The following opening remarks were presented today by President of the House of Deputies Bonnie Anderson at the 77th General Convention of the Episcopal Church, meeting in Indianapolis IN through July 12.

 

President of the House of Deputies Bonnie Anderson

Opening Remarks for the 77th General Convention

July 4, 2012

 

Happy Fourth of July. I am a big fan of parades and picnics and fireworks. I especially love it when the day can include a baseball game. In fact there is one tonight right across the street in Victory Field. A great thing about a baseball game is that you can arrive late. The game between Indianapolis and the Louisville Bats begins at 6:05 so if you want to come over after the legislative committee meetings, you can buy tickets at Victory Field.
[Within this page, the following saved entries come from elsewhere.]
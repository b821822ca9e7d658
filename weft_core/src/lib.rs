// Copyright 2026 the Weft Authors
// SPDX-License-Identifier: Apache-2.0 OR MIT

//! Double-buffered fiber tree and render-phase reconciliation.
//!
//! `weft_core` turns declarative element descriptions into a persistent tree
//! of *fibers*, one per UI position, and keeps it incrementally up to date as
//! updates arrive. It is `no_std` compatible (with `alloc`) and stores fibers
//! in struct-of-arrays layout with generational index handles.
//!
//! # Architecture
//!
//! ```text
//!   Node (descriptor) ──► FiberRoot::update_container()
//!                               │ enqueue on the host root's UpdateQueue
//!                               ▼
//!   WorkLoop: begin_work ──► reconcile_children ──► complete_work
//!                               │ flags bubble into subtree_flags
//!                               ▼
//!   finished_work ──► Committer::commit_root() ──► current ──► effects
//! ```
//!
//! **[`element`]**: Element descriptors (`Node`, `Element`, `Props`,
//! `Component`) produced fresh by every render.
//!
//! **[`fiber`]**: Struct-of-arrays fiber store with generational handles and
//! the work-in-progress double buffer.
//!
//! **[`update_queue`]**: Ring queues of pending state updates whose shared
//! part is common to a fiber and its alternate.
//!
//! **[`hooks`]**: State, reducer, memo, callback, ref and effect hooks for
//! function components, with hook order checking. Effects run after
//! commit.
//!
//! **[`reconcile`]**: The single-child reconciler.
//!
//! **[`work`]**: Begin and complete work plus the resumable depth-first
//! [`WorkLoop`](work::WorkLoop).
//!
//! **[`flags`]**: Effect flags and their bottom-up aggregation.
//!
//! **[`dirty`]**: Scheduled-work tracking via `understory_dirty`. Updates
//! mark their fiber and propagate to ancestors.
//!
//! **[`root`]**: [`FiberRoot`](root::FiberRoot), the per-container entry
//! point, pass driver and commit bookkeeping.
//!
//! **[`commit`]**: The [`Committer`](commit::Committer) trait that host
//! adapters implement.
//!
//! **[`trace`]**: [`TraceSink`](trace::TraceSink) trait and event types for
//! pass instrumentation, with zero-overhead [`Tracer`](trace::Tracer)
//! wrapper.
//!
//! # Example
//!
//! ```rust
//! use weft_core::commit::NoopCommitter;
//! use weft_core::element::{Component, Element};
//! use weft_core::fiber::HostToken;
//! use weft_core::root::FiberRoot;
//!
//! let counter = Component::new("Counter", |_, hooks| {
//!     let (count, _set) = hooks.use_state(|| 0_i64);
//!     Element::host("span").with_children(count).into()
//! });
//!
//! let mut root = FiberRoot::create_container(HostToken(0));
//! root.update_container(Element::component(&counter).into()).unwrap();
//! root.commit(&mut NoopCommitter);
//! assert_eq!(root.store().live_count(), 5);
//! ```
//!
//! # Crate features
//!
//! - `std` (disabled by default): Enables `std` support in dependencies.
//! - `trace` (disabled by default): Enables `Tracer` method bodies (one branch
//!   per call site).
//! - `trace-rich` (disabled by default, implies `trace`): Gates per-fiber
//!   begin and complete events.

#![no_std]
#![cfg_attr(docsrs, feature(doc_auto_cfg))]

extern crate alloc;

pub mod commit;
pub mod dirty;
pub mod element;
pub mod error;
pub mod fiber;
pub mod flags;
pub mod hooks;
pub mod reconcile;
pub mod root;
pub mod trace;
pub mod update_queue;
pub mod work;
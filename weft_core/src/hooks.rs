// Copyright 2026 the Weft Authors
// SPDX-License-Identifier: Apache-2.0 OR MIT

//! Function component hooks.
//!
//! A component's hook state is an ordered list stored in its fiber's
//! `memoized_state` ([`MemoizedState::Hooks`]). Hooks are matched to their
//! previous state purely by call order, so a component must call the same
//! hooks in the same order on every render. Violations abort the pass with
//! [`RenderError::HookCountChanged`] or [`RenderError::HookTypeChanged`].
//!
//! Whether a render mounts or updates is decided by the fiber: a fiber with
//! no alternate has never been committed and starts from fresh state.
//!
//! State hooks keep a ring [`UpdateQueue`]. Because the queue handle is
//! copied to the work-in-progress fiber together with the rest of the list,
//! [`SetState`] and [`Dispatch`] handles created on any render keep feeding
//! the same ring. Dispatching also records the fiber in the root's
//! [`ScheduleHandle`] so the next flush knows a pass is needed.
//!
//! # Effects
//!
//! [`Hooks::use_effect`] never runs its body during render. A render whose
//! effect deps changed stores the body on the new hook entry and flags the
//! fiber [`FiberFlags::PASSIVE`]; the root runs it once the tree is
//! committed. Per commit, every cleanup due runs before any new body:
//! first the cleanups of components that left the tree, then those of
//! effects about to re-run, then the bodies in tree order. A pass that is
//! never committed runs nothing.

use alloc::boxed::Box;
use alloc::rc::Rc;
use alloc::vec::Vec;
use core::any::Any;
use core::cell::RefCell;
use core::fmt;
use core::marker::PhantomData;

use crate::element::{Component, Node, Props};
use crate::error::RenderError;
use crate::fiber::{FiberId, FiberStore, MemoizedState};
use crate::flags::FiberFlags;
use crate::update_queue::{UpdateAction, UpdateQueue, create_update};

type AnyState = Rc<dyn Any>;

/// Undoes what an effect body did; returned by the body.
pub type EffectCleanup = Box<dyn FnOnce()>;

type EffectBody = Box<dyn FnOnce() -> Option<EffectCleanup>>;
type EffectSlot<T> = Rc<RefCell<Option<T>>>;

/// One entry of a component's hook list.
#[derive(Clone)]
pub struct HookState {
    kind: HookKind,
}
Independence Day in the U.S. —which is the day on which the Second Continental Congress signed the Declaration of Independence that made the United States independent from Great Britain— this day has particular significance for all Episcopalians. Many Episcopalians gathered here enjoy a rich legacy of fighting for independence in other countries and those other countries that are members of the Episcopal Church, and the flags you see behind me on the monitor pay tribute to those noble struggles. By accident of history, however, our church and its polity came about because the American Revolution severed what James Dator, historian, called “the flimsy ties of ecclesiastical government” (Dator 13) that bound the Anglican churches in the colonies to the Church of England. And by accident and the good fortune of the General Convention Office (getting a better rate on the convention center because of the holiday) we’ve gathered on the national day of the United States. So I want to reflect on that just for a few minutes.

Now it’s not true, as some of us may have learned in confirmation class, that the Founding Fathers of the United States finished with the Constitution and walked across the street to establish the Episcopal Church. But historians have shown us that as you’d expect, because our church and the United States were formed at the same time they were influenced by a “cross-fertilization of ideas” (Dator 15).

In fact, the conditions of the American Revolution are in many ways responsible for the leadership of the laity that is one of the Episcopal Church’s particular gifts. Deputy Tobias Haller writes about this in his essay called “To Govern and to Lead” in the collection Shared Governance. Deputies and diocesan bishops received a copy of it in the mail.

Independence from England meant a break with the authority of the Bishop of London. What’s more, many existing priests were loyal to England and new priests had to travel to England to be ordained. Ordained authority was hard to come by in the Episcopal Church in the United States, and the laity exercised significant leadership. Our first Presiding Bishop, William White, who like Thomas Jefferson was a student of John Locke, became a champion of shared governance by all orders—laypeople, clergy and bishops. His feast day happens to be July 17, after we’ve finished our business and gone home again, so be sure to remember him then.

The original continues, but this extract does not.